Go through the lines below and copy any that hold the string "where".

** DATA PROVIDED follows **

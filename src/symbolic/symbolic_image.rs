//! Exact image of the natural domain through an expression where the variable occurs once.
//!
//! Such an expression is a chain `f_n ∘ ... ∘ f_1` of one-argument steps. The image is
//! pushed through the chain interval by interval: monotone steps map endpoints, even
//! steps (`|t|`, `t^2`) fold at zero, `sin`/`cos` are clipped to their extrema, and
//! restricted steps (`ln`, even roots, `arcsin`, `arccos`) first cut the incoming set
//! down to where they are defined.
use crate::errors::SolverInconclusive;
use crate::symbolic::real_sets::{Interval, RealSet};
use crate::symbolic::symbolic_engine::Expr;
use crate::symbolic::utils::{as_rational, real_powf};
use std::f64::consts::{FRAC_PI_2, PI};

const INF: f64 = f64::INFINITY;

/// Image of the natural domain of `expr` (an expression with a single occurrence of `var`).
pub fn image_of_domain(expr: &Expr, var: &str) -> Result<RealSet, SolverInconclusive> {
    if expr.occurrences(var) != 1 {
        return Err(SolverInconclusive::Unsupported(format!(
            "'{}' occurs {} times in {}",
            var,
            expr.occurrences(var),
            expr
        )));
    }
    image(expr, var)
}

fn unsupported(expr: &Expr) -> SolverInconclusive {
    SolverInconclusive::Unsupported(format!("no exact image for {}", expr))
}

fn constant(expr: &Expr) -> Result<f64, SolverInconclusive> {
    expr.constant_value().ok_or_else(|| unsupported(expr))
}

fn image(expr: &Expr, var: &str) -> Result<RealSet, SolverInconclusive> {
    let inner = |e: &Expr| image(e, var);
    match expr {
        Expr::Var(_) => Ok(RealSet::all()),
        Expr::Add(lhs, rhs) => {
            let (a, c) = if lhs.contains_variable(var) { (lhs, rhs) } else { (rhs, lhs) };
            let c = constant(c)?;
            Ok(monotone(&inner(a)?, |t| t + c, true))
        }
        Expr::Sub(lhs, rhs) if lhs.contains_variable(var) => {
            let c = constant(rhs)?;
            Ok(monotone(&inner(lhs)?, |t| t - c, true))
        }
        Expr::Sub(lhs, rhs) => {
            let c = constant(lhs)?;
            Ok(monotone(&inner(rhs)?, |t| c - t, false))
        }
        Expr::Mul(lhs, rhs) => {
            let (a, c) = if lhs.contains_variable(var) { (lhs, rhs) } else { (rhs, lhs) };
            let c = constant(c)?;
            let set = inner(a)?;
            if c == 0.0 {
                return Ok(if set.is_empty() { set } else { RealSet::from_points(&[0.0]) });
            }
            Ok(monotone(&set, |t| c * t, c > 0.0))
        }
        Expr::Div(lhs, rhs) if lhs.contains_variable(var) => {
            let c = constant(rhs)?;
            if c == 0.0 {
                return Err(unsupported(expr));
            }
            Ok(monotone(&inner(lhs)?, |t| t / c, c > 0.0))
        }
        Expr::Pow(base, exp) if base.contains_variable(var) => {
            let c = constant(exp)?;
            let set = inner(base)?;
            if c == 0.0 {
                return Ok(if set.is_empty() { set } else { RealSet::from_points(&[1.0]) });
            }
            if c < 0.0 {
                return Err(unsupported(expr));
            }
            let power = move |t: f64| real_powf(t, c);
            match as_rational(c) {
                Some((p, q)) if q % 2 == 1 => {
                    if p % 2 == 0 {
                        Ok(even(&set, power))
                    } else {
                        Ok(monotone(&set, power, true))
                    }
                }
                _ => Ok(monotone(&restrict(&set, Interval::new(0.0, INF, true, false)), power, true)),
            }
        }
        Expr::Pow(base, exp) => {
            let b = constant(base)?;
            let set = inner(exp)?;
            if b <= 0.0 {
                return Err(unsupported(expr));
            }
            if b == 1.0 {
                return Ok(if set.is_empty() { set } else { RealSet::from_points(&[1.0]) });
            }
            Ok(monotone(&set, |t| b.powf(t), b > 1.0))
        }
        Expr::Exp(arg) => Ok(monotone(&inner(arg)?, f64::exp, true)),
        Expr::Ln(arg) => {
            let set = restrict(&inner(arg)?, Interval::open(0.0, INF));
            Ok(monotone(&set, f64::ln, true))
        }
        Expr::arctg(arg) => Ok(monotone(&inner(arg)?, f64::atan, true)),
        Expr::arcsin(arg) => {
            let set = restrict(&inner(arg)?, Interval::closed(-1.0, 1.0));
            Ok(monotone(&set, f64::asin, true))
        }
        Expr::arccos(arg) => {
            let set = restrict(&inner(arg)?, Interval::closed(-1.0, 1.0));
            Ok(monotone(&set, f64::acos, false))
        }
        Expr::Abs(arg) => Ok(even(&inner(arg)?, f64::abs)),
        Expr::sin(arg) => Ok(periodic(&inner(arg)?, f64::sin, FRAC_PI_2, -FRAC_PI_2)),
        Expr::cos(arg) => Ok(periodic(&inner(arg)?, f64::cos, 0.0, PI)),
        _ => Err(unsupported(expr)),
    }
}

fn restrict(set: &RealSet, allowed: Interval) -> RealSet {
    set.intersect(&RealSet::from_intervals(vec![allowed]))
}

/// Image through a monotone map; infinite endpoints go to the limits of `f`.
fn monotone<F: Fn(f64) -> f64>(set: &RealSet, f: F, increasing: bool) -> RealSet {
    let pieces = set
        .intervals()
        .iter()
        .map(|i| {
            let (lo, hi) = (f(i.lo), f(i.hi));
            if increasing {
                Interval::new(lo, hi, i.lo_closed, i.hi_closed)
            } else {
                Interval::new(hi, lo, i.hi_closed, i.lo_closed)
            }
        })
        .collect();
    RealSet::from_intervals(pieces)
}

/// Image through an even map increasing on [0, ∞) (|t|, t^2, t^(2/3)).
fn even<F: Fn(f64) -> f64>(set: &RealSet, f: F) -> RealSet {
    let pieces = set
        .intervals()
        .iter()
        .map(|i| {
            if i.lo >= 0.0 {
                Interval::new(f(i.lo), f(i.hi), i.lo_closed, i.hi_closed)
            } else if i.hi <= 0.0 {
                Interval::new(f(i.hi), f(i.lo), i.hi_closed, i.lo_closed)
            } else {
                let (left, right) = (f(i.lo), f(i.hi));
                let (top, top_closed) = if left > right {
                    (left, i.lo_closed)
                } else if right > left {
                    (right, i.hi_closed)
                } else {
                    (left, i.lo_closed || i.hi_closed)
                };
                Interval::new(f(0.0), top, true, top_closed)
            }
        })
        .collect();
    RealSet::from_intervals(pieces)
}

/// Image through sin or cos given the phases of their maxima and minima.
fn periodic<F: Fn(f64) -> f64>(set: &RealSet, f: F, max_phase: f64, min_phase: f64) -> RealSet {
    let hits = |i: &Interval, phase: f64| {
        let k = ((i.lo - phase) / (2.0 * PI)).ceil();
        let first = phase + 2.0 * PI * k;
        i.contains(first) || i.contains(first - 2.0 * PI)
    };
    let pieces = set
        .intervals()
        .iter()
        .map(|i| {
            if !i.lo.is_finite() || !i.hi.is_finite() || i.hi - i.lo >= 2.0 * PI {
                return Interval::closed(-1.0, 1.0);
            }
            let ends = [(f(i.lo), i.lo_closed), (f(i.hi), i.hi_closed)];
            let (top, top_closed) = if hits(i, max_phase) {
                (1.0, true)
            } else {
                extreme(&ends, |a, b| a > b)
            };
            let (bottom, bottom_closed) = if hits(i, min_phase) {
                (-1.0, true)
            } else {
                extreme(&ends, |a, b| a < b)
            };
            Interval::new(bottom, top, bottom_closed, top_closed)
        })
        .collect();
    RealSet::from_intervals(pieces)
}

fn extreme(ends: &[(f64, bool); 2], better: impl Fn(f64, f64) -> bool) -> (f64, bool) {
    let [(a, a_closed), (b, b_closed)] = *ends;
    if better(a, b) {
        (a, a_closed)
    } else if better(b, a) {
        (b, b_closed)
    } else {
        (a, a_closed || b_closed)
    }
}

#[cfg(test)]
mod tests {
    use super::*;
    use crate::symbolic::parse_expr::parse_expression_func;

    fn image_text(text: &str) -> String {
        image_of_domain(&parse_expression_func(text).unwrap(), "x")
            .unwrap()
            .to_string()
    }

    #[test]
    fn test_monotone_chains() {
        assert_eq!(image_text("exp(x)"), "(0, ∞)");
        assert_eq!(image_text("ln(x - 1)"), "ℝ");
        assert_eq!(image_text("sqrt(x)"), "[0, ∞)");
        assert_eq!(image_text("2 - sqrt(x + 3)"), "(-∞, 2]");
        assert_eq!(image_text("arctan(x)"), "(-1.5708, 1.5708)");
        assert_eq!(image_text("x^(1/3)"), "ℝ");
    }

    #[test]
    fn test_even_and_periodic_steps() {
        assert_eq!(image_text("abs(x)"), "[0, ∞)");
        assert_eq!(image_text("(x - 1)^2 + 3"), "[3, ∞)");
        assert_eq!(image_text("sin(x)"), "[-1, 1]");
        assert_eq!(image_text("3cos(2x)"), "[-3, 3]");
        assert_eq!(image_text("sin(arcsin(x))"), "[-1, 1]");
        assert_eq!(image_text("sqrt(-x^2)"), "{0}");
    }

    #[test]
    fn test_rejections() {
        let twice = parse_expression_func("x*sin(x)").unwrap();
        assert!(image_of_domain(&twice, "x").is_err());
        let pole = parse_expression_func("1/x").unwrap();
        assert!(image_of_domain(&pole, "x").is_err());
        let tangent = parse_expression_func("tan(x)").unwrap();
        assert!(image_of_domain(&tangent, "x").is_err());
    }
}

** End of DATA PROVIDED **

-- WRITTEN RESPONSE --
//! Exact image of the natural domain through an expression where the variable occurs once.
//! down to where they are defined.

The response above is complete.